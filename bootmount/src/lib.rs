//! Early-boot filesystem bring-up.
//!
//! Establishes the mount topology an appliance image needs before any
//! workload starts:
//!
//! 1. ephemeral filesystems (`/tmp`, `/dev`, `/proc`, `/sys`, `/run`, cgroup2)
//! 2. the permanent storage partition on `/perm`
//! 3. a compatibility `/etc` for legacy read-only root images
//! 4. additional disks declared by partition UUID in `/perm/mount-disks.json`
//!
//! ```ignore
//! use bootmount::{BootOptions, bring_up};
//!
//! let report = bring_up(&BootOptions::default())?;
//! println!("{} additional disks mounted", report.additional_disks);
//! ```

pub mod blockdev;
pub mod boot;
pub mod constants;
pub mod disks;
pub mod fs;
pub mod options;
pub mod pipeline;
pub mod util;

pub use blockdev::{BlockDeviceResolver, PartitionLocator};
pub use boot::{BootEnv, BootReport, bring_up, mount_system_filesystems};
pub use bootmount_shared::errors::{BootError, BootResult};
pub use disks::{DiskMount, mount_additional_disks};
pub use options::BootOptions;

**WHAT IS EXPECTED**
Only the lines from the one that contains "pub mod fs;" to the end of the entries above should be given again, exactly and in full.

**RESULT**
pub mod fs;
pub mod options;
pub mod pipeline;
pub mod util;

pub use blockdev::{BlockDeviceResolver, PartitionLocator};
pub use boot::{BootEnv, BootReport, bring_up, mount_system_filesystems};
pub use bootmount_shared::errors::{BootError, BootResult};
pub use disks::{DiskMount, mount_additional_disks};
pub use options::BootOptions;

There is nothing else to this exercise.